Medical errors are a common occurrence in healthcare practice. It is a modern concern of both healthcare practitioners and patients in part due to the spotlight generated by publicized incident of mishaps at the hands of practitioners. Medical errors have various causes and consequences. Causes include, and primarily are, of the technical nature (skill-based) – errors that occur as a result lapses in the performance of procedures such as surgical procedures and medicine administration. However, cognitive-based errors, while less frequent, are responsible for more permanent disabilities.
Cases, Causes and Consequences of Medical Errors Medical errors and the injuries and deaths that occur as a consequence of such errors are part of the modern concerns of both healthcare practitioners and patients. This is in part due to the spotlight generated by publicized incidents of “catastrophic injuries occurring at the hands of physicians” (Weingart, et al. , 2000, p. 774). These documentations, however, provide little insight into the nature and extent of the problem that it has underestimated the magnitude of the risks and the extent of the harm associated with medical errors.
In the journal article Epidemiology of Medical Error, Weingart and his associates (2000) discuss the epidemiology behind medical errors, concentrating on the “prevalence and consequences” of these medical errors. The authors tackled several factors that contributed to the occurrence of medical errors such as type of clinicians, “risk factors that increase the likelihood of injury from an error” and discussed which type of medical errors are most common (Weingart, et al. , 2000, p. 774).
In terms of prevalence, in the hospital setting alone, review of the Harvard study (1984) and a similar model in Australia (1995) by the authors revealed that “medical error is ubiquitous and the costs are substantial” (Weingart, et al. , 2000, p. 774). Findings from the reviewed studies showed that in Australia, medical errors resulted in 18,000 unnecessary deaths and that more than 50,000 patients were disabled as a result of these errors. In the United States, medical errors were responsible for 44,000 (even as many as 98,000) unnecessary deaths and 1,000,000 incidences of excess injuries.
Reports on the prevalence of medical errors in terms of outpatient care however are few and there is little known about such occurrences. “In both the Harvard and the Australian study 89% of adverse events occurred in a doctor’s office, 23% at home, and 12% in nursing homes” (Weingart, et al. , 2000, p. 774). However, these figures underestimate the extent of outpatient care-related medical errors since the values only reflect errors serious enough to warrant hospital admission.
In another reviewed literature from Gandhi and co-authors about a study conducted in Boston, it was found that 18% of patients reported drug related complications that included gastrointestinal symptoms, fatigue, and sleep disturbances (Weingart, et al. , 2000). In terms of error types, findings from both studies (Harvard and Australia) revealed that among in-patients, adverse events are due to surgeries and that these account for about half of the cases, while the remaining instances are of non-operative causes.

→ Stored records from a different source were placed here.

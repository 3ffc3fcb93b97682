use super::*;
use crate::corlib::{CoreLibraryBuilder, core_store};
use crate::db::{MethodDecl, TypeDecl, TypeStore};

#[test]
fn test_every_member_found_in_core_library() {
    let store = core_store();
    for member in WellKnownMember::ALL {
        assert!(lookup_member(&store, member).is_some(), "{member:?}");
    }
}

#[test]
fn test_missing_member_is_none() {
    let store = TypeStore::new();
    CoreLibraryBuilder::new()
        .without_member(WellKnownMember::SpanCtorArray)
        .install(&store);
    assert_eq!(lookup_member(&store, WellKnownMember::SpanCtorArray), None);
    assert!(lookup_member(&store, WellKnownMember::ReadOnlySpanCtorArray).is_some());
}

#[test]
fn test_list_ctor_ignores_capacity_overload() {
    let store = core_store();
    let id = lookup_member(&store, WellKnownMember::ListCtor).expect("List..ctor()");
    let info = store.defs().method(id).expect("method info");
    assert!(info.params.is_empty());
}

#[test]
fn test_shape_mismatch_is_not_accepted() {
    let store = TypeStore::new();
    CoreLibraryBuilder::new()
        .without(WellKnownType::Monitor)
        .install(&store);
    // A Monitor whose Enter lacks the by-ref flag.
    let monitor = store.declare(TypeDecl::class("System.Threading", "Monitor"));
    store.add_method(
        monitor,
        MethodDecl::new("Enter")
            .flags(crate::types::MethodFlags::STATIC)
            .param("obj", TypeId::OBJECT)
            .param("lockTaken", TypeId::BOOL),
    );
    assert_eq!(lookup_member(&store, WellKnownMember::MonitorEnter), None);
}

#[test]
fn test_display_names() {
    assert_eq!(WellKnownMember::SpanCtorArray.display(), "System.Span`1..ctor");
    assert_eq!(
        WellKnownMember::LockScopeDispose.display(),
        "System.Threading.Lock+Scope.Dispose"
    );
    assert_eq!(WellKnownMember::MonitorExit.container_display(), "System.Threading.Monitor");
}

These include “drug treatment, therapeutic mishaps, and diagnostic errors” (Weingart, et al. , 2000, p. 775). The former example (surgery) is a skill-based error, and skill-based errors are easily addressed due to the fact these errors bring focus to inadequacies existing in procedures and practices especially if it is determined that the error occurred despite following protocol and procedures. Knowing these problem areas allows for practitioners to address these areas and eventually develop solutions to solve or minimize the problem.
This is proven in practice through the continuous decline in the risks surgical operations carry (e. g. , craniotomies for brain tumors in 1913 had an 80% mortality rate, 20 years later the rate has gone down to 13% and as of now, ;1% (cited in Brennan, 2000)). Another common skill-based error is in the area of adverse drug events, specifically during ordering (56%) and administration (24%), revealing that 40% of the 245 near-miss cases in the two Boston teaching hospitals mentioned in Bates et.
al. ’s study were a result of this prevalent and preventable medical error (cited in Weingart 2000). Lastly, the Australian study also revealed that cognitive errors (such as incorrect diagnosis, missed diagnosis and erroneous medicine prescriptions) could have been preventable and that such errors are “more likely to result in permanent disability” compared to technical (skill-based) errors (Weingart, et al. , 2000, p. 775).
The review also mentions that “malevolent providers” are rare and that evidence of such “bad apples” are little and that “no specialty is immune to error” (Brennan, 2000, p. 1123). References Brennan, T. A. (2000). The institute of medicine meport on medical errors — could it do harm?. The New England Journal of Medicine 342 (15), 1123-1125. Weingart, S. N. , Wilson, R. McL. , Gibbert, R. W. , ; Harrison, B. (2000). Epidemiology of medical error. British Medical Joural, 320, 774-777.